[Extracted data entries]
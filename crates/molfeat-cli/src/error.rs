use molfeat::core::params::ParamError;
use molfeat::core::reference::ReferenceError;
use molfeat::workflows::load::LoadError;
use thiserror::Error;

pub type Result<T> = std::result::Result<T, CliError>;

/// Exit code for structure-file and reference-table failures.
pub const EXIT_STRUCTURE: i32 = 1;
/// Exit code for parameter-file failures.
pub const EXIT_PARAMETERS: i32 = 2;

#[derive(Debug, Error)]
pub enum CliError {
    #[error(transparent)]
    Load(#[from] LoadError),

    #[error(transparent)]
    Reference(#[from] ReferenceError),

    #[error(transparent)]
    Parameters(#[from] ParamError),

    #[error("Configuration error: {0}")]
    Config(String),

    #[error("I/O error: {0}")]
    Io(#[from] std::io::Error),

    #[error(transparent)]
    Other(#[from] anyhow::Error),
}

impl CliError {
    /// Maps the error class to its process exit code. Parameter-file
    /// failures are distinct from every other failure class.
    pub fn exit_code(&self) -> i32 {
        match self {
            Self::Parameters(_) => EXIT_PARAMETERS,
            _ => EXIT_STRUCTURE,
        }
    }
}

* * *

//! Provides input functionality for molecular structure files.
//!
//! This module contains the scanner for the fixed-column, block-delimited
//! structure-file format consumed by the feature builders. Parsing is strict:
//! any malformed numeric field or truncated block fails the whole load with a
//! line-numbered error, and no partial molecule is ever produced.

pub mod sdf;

-- Problem description --
Exactly how many lines in the records above hold the string "CliError"? Reply with that number only.

-- Solution --
3